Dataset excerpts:
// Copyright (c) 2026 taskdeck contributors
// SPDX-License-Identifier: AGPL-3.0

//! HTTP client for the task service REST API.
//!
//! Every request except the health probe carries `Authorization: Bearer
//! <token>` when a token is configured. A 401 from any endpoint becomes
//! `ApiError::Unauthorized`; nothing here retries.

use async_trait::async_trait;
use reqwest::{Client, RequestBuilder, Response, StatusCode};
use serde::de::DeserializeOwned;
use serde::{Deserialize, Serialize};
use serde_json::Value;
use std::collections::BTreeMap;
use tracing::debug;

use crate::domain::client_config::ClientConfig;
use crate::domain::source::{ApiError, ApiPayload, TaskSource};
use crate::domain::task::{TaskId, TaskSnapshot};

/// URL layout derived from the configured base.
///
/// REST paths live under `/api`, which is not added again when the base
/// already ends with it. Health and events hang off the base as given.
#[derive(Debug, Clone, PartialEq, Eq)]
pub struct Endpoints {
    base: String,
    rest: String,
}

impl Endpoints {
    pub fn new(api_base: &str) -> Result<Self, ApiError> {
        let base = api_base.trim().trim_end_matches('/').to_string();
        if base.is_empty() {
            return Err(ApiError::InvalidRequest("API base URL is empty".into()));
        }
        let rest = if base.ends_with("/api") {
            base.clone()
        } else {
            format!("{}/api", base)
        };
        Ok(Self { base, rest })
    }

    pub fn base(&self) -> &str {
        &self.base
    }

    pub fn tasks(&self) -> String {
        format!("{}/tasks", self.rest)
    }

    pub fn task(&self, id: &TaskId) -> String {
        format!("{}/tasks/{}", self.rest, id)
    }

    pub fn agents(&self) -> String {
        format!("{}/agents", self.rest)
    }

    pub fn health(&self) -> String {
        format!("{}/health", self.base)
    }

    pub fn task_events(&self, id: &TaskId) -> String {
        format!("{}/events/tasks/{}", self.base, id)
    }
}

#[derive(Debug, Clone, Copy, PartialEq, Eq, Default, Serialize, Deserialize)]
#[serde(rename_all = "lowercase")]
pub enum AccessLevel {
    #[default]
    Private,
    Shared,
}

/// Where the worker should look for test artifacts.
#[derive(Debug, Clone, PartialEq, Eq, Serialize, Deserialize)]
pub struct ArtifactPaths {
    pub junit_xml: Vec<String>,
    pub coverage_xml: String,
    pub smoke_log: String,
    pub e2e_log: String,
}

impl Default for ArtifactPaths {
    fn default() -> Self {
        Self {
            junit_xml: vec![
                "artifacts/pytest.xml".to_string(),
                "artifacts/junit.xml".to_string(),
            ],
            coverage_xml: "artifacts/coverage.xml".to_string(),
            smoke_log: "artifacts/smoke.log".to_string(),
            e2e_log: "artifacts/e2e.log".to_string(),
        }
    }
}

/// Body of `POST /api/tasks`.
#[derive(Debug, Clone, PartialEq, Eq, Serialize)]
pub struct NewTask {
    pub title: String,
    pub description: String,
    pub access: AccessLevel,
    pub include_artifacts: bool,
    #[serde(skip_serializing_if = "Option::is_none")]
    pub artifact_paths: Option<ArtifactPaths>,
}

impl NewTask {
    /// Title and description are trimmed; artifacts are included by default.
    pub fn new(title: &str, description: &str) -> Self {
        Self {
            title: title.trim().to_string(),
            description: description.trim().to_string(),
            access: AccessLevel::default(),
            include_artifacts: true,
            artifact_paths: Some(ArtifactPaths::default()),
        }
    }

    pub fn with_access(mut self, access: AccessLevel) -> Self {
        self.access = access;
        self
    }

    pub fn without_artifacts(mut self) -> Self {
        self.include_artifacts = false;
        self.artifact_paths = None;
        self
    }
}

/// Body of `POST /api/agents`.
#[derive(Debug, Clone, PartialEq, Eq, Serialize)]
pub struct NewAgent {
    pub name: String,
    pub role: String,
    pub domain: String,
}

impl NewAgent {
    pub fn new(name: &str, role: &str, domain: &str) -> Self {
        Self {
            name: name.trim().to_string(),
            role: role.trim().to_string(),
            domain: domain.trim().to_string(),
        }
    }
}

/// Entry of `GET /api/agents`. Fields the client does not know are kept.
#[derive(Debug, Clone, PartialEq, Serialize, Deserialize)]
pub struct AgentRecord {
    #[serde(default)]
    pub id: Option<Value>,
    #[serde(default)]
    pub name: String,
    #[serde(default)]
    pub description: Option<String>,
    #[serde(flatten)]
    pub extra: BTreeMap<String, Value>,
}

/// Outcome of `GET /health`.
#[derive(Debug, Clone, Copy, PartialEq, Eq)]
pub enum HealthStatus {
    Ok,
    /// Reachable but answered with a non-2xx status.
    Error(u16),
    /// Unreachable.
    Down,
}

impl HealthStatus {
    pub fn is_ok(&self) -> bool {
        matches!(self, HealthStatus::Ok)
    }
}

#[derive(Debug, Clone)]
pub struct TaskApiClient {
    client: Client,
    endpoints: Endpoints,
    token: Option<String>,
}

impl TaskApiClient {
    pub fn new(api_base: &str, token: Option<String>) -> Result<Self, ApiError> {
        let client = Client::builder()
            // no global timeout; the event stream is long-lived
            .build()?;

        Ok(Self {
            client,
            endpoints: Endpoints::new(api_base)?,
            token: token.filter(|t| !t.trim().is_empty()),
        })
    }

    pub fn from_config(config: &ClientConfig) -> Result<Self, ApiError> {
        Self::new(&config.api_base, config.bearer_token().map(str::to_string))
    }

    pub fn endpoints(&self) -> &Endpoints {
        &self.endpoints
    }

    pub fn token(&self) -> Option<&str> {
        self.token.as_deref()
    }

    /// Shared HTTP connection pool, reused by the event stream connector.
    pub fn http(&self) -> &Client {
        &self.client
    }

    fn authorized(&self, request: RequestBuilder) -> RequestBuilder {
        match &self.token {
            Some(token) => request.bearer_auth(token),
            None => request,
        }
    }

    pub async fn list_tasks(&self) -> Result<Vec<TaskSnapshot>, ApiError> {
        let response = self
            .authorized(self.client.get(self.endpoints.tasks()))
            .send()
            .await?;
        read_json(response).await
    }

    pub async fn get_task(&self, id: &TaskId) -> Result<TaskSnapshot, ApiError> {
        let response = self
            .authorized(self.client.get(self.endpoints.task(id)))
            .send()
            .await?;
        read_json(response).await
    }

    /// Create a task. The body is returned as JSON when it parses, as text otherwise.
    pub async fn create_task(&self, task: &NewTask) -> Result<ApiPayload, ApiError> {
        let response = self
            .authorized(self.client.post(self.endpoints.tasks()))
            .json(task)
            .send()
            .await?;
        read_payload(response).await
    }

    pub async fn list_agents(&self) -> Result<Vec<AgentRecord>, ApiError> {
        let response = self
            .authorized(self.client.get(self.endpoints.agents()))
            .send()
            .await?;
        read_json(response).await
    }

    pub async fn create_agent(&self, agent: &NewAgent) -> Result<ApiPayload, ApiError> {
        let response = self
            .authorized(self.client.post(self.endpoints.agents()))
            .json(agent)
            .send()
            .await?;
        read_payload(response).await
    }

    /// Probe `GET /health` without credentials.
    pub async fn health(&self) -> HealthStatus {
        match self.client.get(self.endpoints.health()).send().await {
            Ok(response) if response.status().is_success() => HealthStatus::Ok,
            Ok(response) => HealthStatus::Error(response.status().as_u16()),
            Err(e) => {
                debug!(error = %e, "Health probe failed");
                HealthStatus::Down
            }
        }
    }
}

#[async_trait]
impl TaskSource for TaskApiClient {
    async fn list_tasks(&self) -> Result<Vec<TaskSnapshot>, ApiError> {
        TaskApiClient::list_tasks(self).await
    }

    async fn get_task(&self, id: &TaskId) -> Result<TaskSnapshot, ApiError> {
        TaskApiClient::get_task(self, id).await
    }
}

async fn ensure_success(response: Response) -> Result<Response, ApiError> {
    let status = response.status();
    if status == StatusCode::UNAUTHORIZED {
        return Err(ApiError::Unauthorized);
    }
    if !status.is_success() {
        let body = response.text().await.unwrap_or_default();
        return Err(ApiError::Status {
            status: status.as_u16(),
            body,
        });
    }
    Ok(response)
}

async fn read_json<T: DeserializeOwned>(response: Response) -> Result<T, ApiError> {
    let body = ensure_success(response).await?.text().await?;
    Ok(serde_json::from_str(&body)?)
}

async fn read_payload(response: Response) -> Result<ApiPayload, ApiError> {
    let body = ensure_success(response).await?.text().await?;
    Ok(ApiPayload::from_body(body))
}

● Exercise objective:
Copy each line from the data above that includes "when".

● Response area:
//! <token>` when a token is configured. A 401 from any endpoint becomes
/// REST paths live under `/api`, which is not added again when the base
    /// Create a task. The body is returned as JSON when it parses, as text otherwise.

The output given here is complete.